Margin Loan Criteria: A Comparative Analysis with Well-Regulated Financial Markets and Reform Opportunities in Bangladesh
Abstract
Background: The previous Margin Rule in Bangladesh had several shortcomings, including weak investor protection, unclear guidelines, insufficient restrictions, and poor risk management. This resulted in high negative equity, which harmed the financial market and impacted the overall economy as well. Although the newly published Margin Rule 2025 is an improved version, there is scope for further improvement that can contribute significantly to restore the economic condition of Bangladesh.
Purpose and Significance: The study analyzes the existing margin loan policy in Bangladesh and draws on margin lending practices from well-functioning financial markets (the United States, Australia, Canada, and Vietnam), along with current practices in Bangladeshi brokerage firms with zero negative equity and insights from industry experts. It proposes policy-level recommendations for the Bangladesh Securities and Exchange Commission (BSEC) and reform measures for margin financers to address key risk areas. These recommendations aim to support a more stable and effective margin lending framework in Bangladesh.

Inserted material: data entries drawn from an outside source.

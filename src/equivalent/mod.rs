//! Ward and extended ward network equivalents.
//!
//! [`get_equivalent`] replaces the external area of a solved network by elements attached to
//! the boundary buses only. It runs on a copy of the network:
//!
//! 1. The internal area is removed and every boundary bus is held at its solved voltage to
//!    record the power the boundary needs ([`power::calc_required_power`]).
//! 2. All injections of the external area become constant admittances
//!    ([`passive::create_passive_external_net`]).
//! 3. The admittance matrix is Kron reduced onto the boundary ([`kron`]) and translated into
//!    shunts and transfer impedances ([`params`]).
//! 4. The external area is swapped for those elements ([`replace::replace_external_area`]) and
//!    the ward powers are set so the boundary power matches step 1.
//!
//! The equivalent is finally merged into a copy of the caller's internal area.

pub mod kron;
pub mod lookup;
pub mod params;
pub mod partition;
pub mod passive;
pub mod power;
pub mod replace;

use std::collections::{BTreeSet, HashSet};

use num_complex::Complex64;
use serde::{Deserialize, Serialize};
use tracing::{info, instrument, warn};

use crate::basic::{PowerFlowConfig, RunPF};
use crate::error::EquivalentError;
use crate::network::Network;

pub use kron::{calculate_equivalent_ybus, kron_reduction, ReducedNetwork};
pub use lookup::get_solver_buses;
pub use params::{
    BoundaryParameters, EquivalentParameters, EquivalentType, ImpedanceParameter, WardParameter,
    XWardParameter,
};
pub use partition::BusPartition;
pub use power::BoundaryPower;
pub use replace::CreatedElements;

/// Configuration of an equivalent run.
#[derive(Debug, Clone, Serialize, Deserialize, PartialEq)]
#[serde(default)]
pub struct EquivalentConfig {
    pub eq_type: EquivalentType,
    /// Used for every intermediate solve.
    pub power_flow: PowerFlowConfig,
    /// Boundary pairs with a weaker coupling get no transfer impedance.
    pub coupling_tol: f64,
    /// Transfer impedances with all components below this become a closed bus-bus switch.
    pub bypass_tol: f64,
}

impl Default for EquivalentConfig {
    fn default() -> Self {
        Self {
            eq_type: EquivalentType::Ward,
            power_flow: PowerFlowConfig::default(),
            coupling_tol: 1e-10,
            bypass_tol: 1e-8,
        }
    }
}

impl EquivalentConfig {
    pub fn from_json_str(s: &str) -> Result<Self, serde_json::Error> {
        serde_json::from_str(s)
    }
}

/// Result of [`get_equivalent`].
#[derive(Debug, Clone)]
pub struct Equivalent {
    /// Internal area, boundary and equivalent elements. Not solved.
    pub net: Network,
    /// Parameters of the equivalent, including the calibrated ward powers.
    pub parameters: EquivalentParameters,
    /// Power the boundary buses drew from the external area before the reduction.
    pub boundary_power: Vec<BoundaryPower>,
    /// Indices of the equivalent elements in `net`.
    pub created: CreatedElements,
}

/// Energised external buses, one per solver bus.
fn energised_external(
    net: &Network,
    external: &BTreeSet<i64>,
) -> Result<Vec<i64>, EquivalentError> {
    let internals = net.internal.as_ref().ok_or(EquivalentError::MissingSolverState)?;
    let mut seen = HashSet::new();
    Ok(external
        .iter()
        .copied()
        .filter(|b| {
            internals
                .bus_lookup
                .get(b)
                .is_some_and(|&idx| seen.insert(idx))
        })
        .collect())
}

/// Computes a Ward or extended Ward equivalent of everything outside `internal` and
/// `boundary`.
///
/// `net` must hold the results of a converged power flow. It is not modified.
#[instrument(skip_all, fields(eq_type = ?cfg.eq_type, boundary = boundary.len()))]
pub fn get_equivalent<S: RunPF>(
    net: &Network,
    boundary: &[i64],
    internal: &[i64],
    cfg: &EquivalentConfig,
    solver: &mut S,
) -> Result<Equivalent, EquivalentError> {
    let partition = BusPartition::new(net, boundary, internal)?;
    let pf = &cfg.power_flow;
    if !pf.calculate_voltage_angles {
        warn!("voltage angles are not calculated, the boundary power will not be matched exactly");
    }
    info!(
        internal = partition.internal.len(),
        external = partition.external.len(),
        "computing network equivalent"
    );

    let mut ext_net = net.clone();
    ext_net.drop_buses(&partition.internal);
    let required = power::calc_required_power(&mut ext_net, &partition.boundary, pf, solver)?;

    let scaffolding =
        passive::create_passive_external_net(&mut ext_net, &partition.external, pf, solver)?;
    let mut external = partition.external.clone();
    external.extend(scaffolding.iter().copied());

    let reduced = {
        let internals = ext_net.internal.as_ref().ok_or(EquivalentError::MissingSolverState)?;
        let energised = energised_external(&ext_net, &external)?;
        calculate_equivalent_ybus(internals, &partition.boundary, &energised)?
    };
    let mut parameters =
        params::calc_parameters(&ext_net, &reduced, cfg.eq_type, cfg.coupling_tol)?;

    // The scaffolding buses go together with the external area.
    let created = replace::replace_external_area(
        &mut ext_net,
        &partition.boundary_inclusive,
        &external,
        &parameters,
        cfg.bypass_tol,
        pf,
        solver,
    )?;
    let present = power::measure_boundary_power(&ext_net, &partition.boundary)?;
    let setpoints = power::apply_equivalent_power(&mut ext_net, &created, &required, &present);
    for w in parameters.boundary.wards_mut() {
        if let Some(&(p, q)) = setpoints.get(&w.bus) {
            w.power = Complex64::new(p, q);
        }
    }

    let (merged, created) = merge(net, &partition, &ext_net, &created)?;
    info!(
        impedances = created.impedance.len(),
        switches = created.switch.len(),
        "network equivalent done"
    );
    Ok(Equivalent {
        net: merged,
        parameters,
        boundary_power: required,
        created,
    })
}

/// Copies the caller's internal area and boundary and adds the equivalent elements of
/// `reduced_net`. Returns the merged network and the new element indices.
fn merge(
    net: &Network,
    partition: &BusPartition,
    reduced_net: &Network,
    created: &CreatedElements,
) -> Result<(Network, CreatedElements), EquivalentError> {
    let boundary = &partition.boundary_inclusive;
    let mut merged = net.clone();
    merged.drop_buses(&partition.external);
    merged.drop_internal_branch_elements(boundary);
    merged.drop_shunts_at(boundary);
    merged.drop_wards_at(boundary);
    merged.clear_results();

    let mut out = CreatedElements::default();
    for idx in &created.impedance {
        if let Some(e) = reduced_net.impedance.get(idx) {
            out.impedance.push(merged.create_impedance(e.clone())?);
        }
    }
    for idx in &created.switch {
        if let Some(e) = reduced_net.switch.get(idx) {
            out.switch.push(merged.create_switch(e.clone())?);
        }
    }
    for idx in &created.ward {
        if let Some(e) = reduced_net.ward.get(idx) {
            out.ward.push(merged.create_ward(e.clone())?);
        }
    }
    for idx in &created.xward {
        if let Some(e) = reduced_net.xward.get(idx) {
            out.xward.push(merged.create_xward(e.clone())?);
        }
    }
    Ok((merged, out))
}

Methodology: This qualitative research incorporates comparative secondary data analysis and thematic analysis of expert interviews to evaluate Bangladesh’s margin loan rules and recommend reforms based on expert opinions and global best practices.
Findings: The report recommends stricter BSEC licensing, clearer and more effective margin rules, and including margin loans in CIB reports to improve accountability and transparency. It also suggests that margin lenders use credit ratings and stock risk profiles based on key factors to set fair, adjustable margin requirements to help keep the stock market healthy.
Research Limitations/Implications: Future researchers can conduct additional expert interviews and adjust the rules by considering differences in the stock markets, economic conditions, and other macroeconomic factors across countries to recommend more suitable margin rules.
Practical Implications: A suitable margin rule can reduce the chances of negative equity, encourage greater investment, make the stock market more liquid and healthier, and protect the rights of both investors and margin loan lenders.
Originality/Value: This report offers guidance for regulators and brokers to create healthier, more sustainable margin lending policies.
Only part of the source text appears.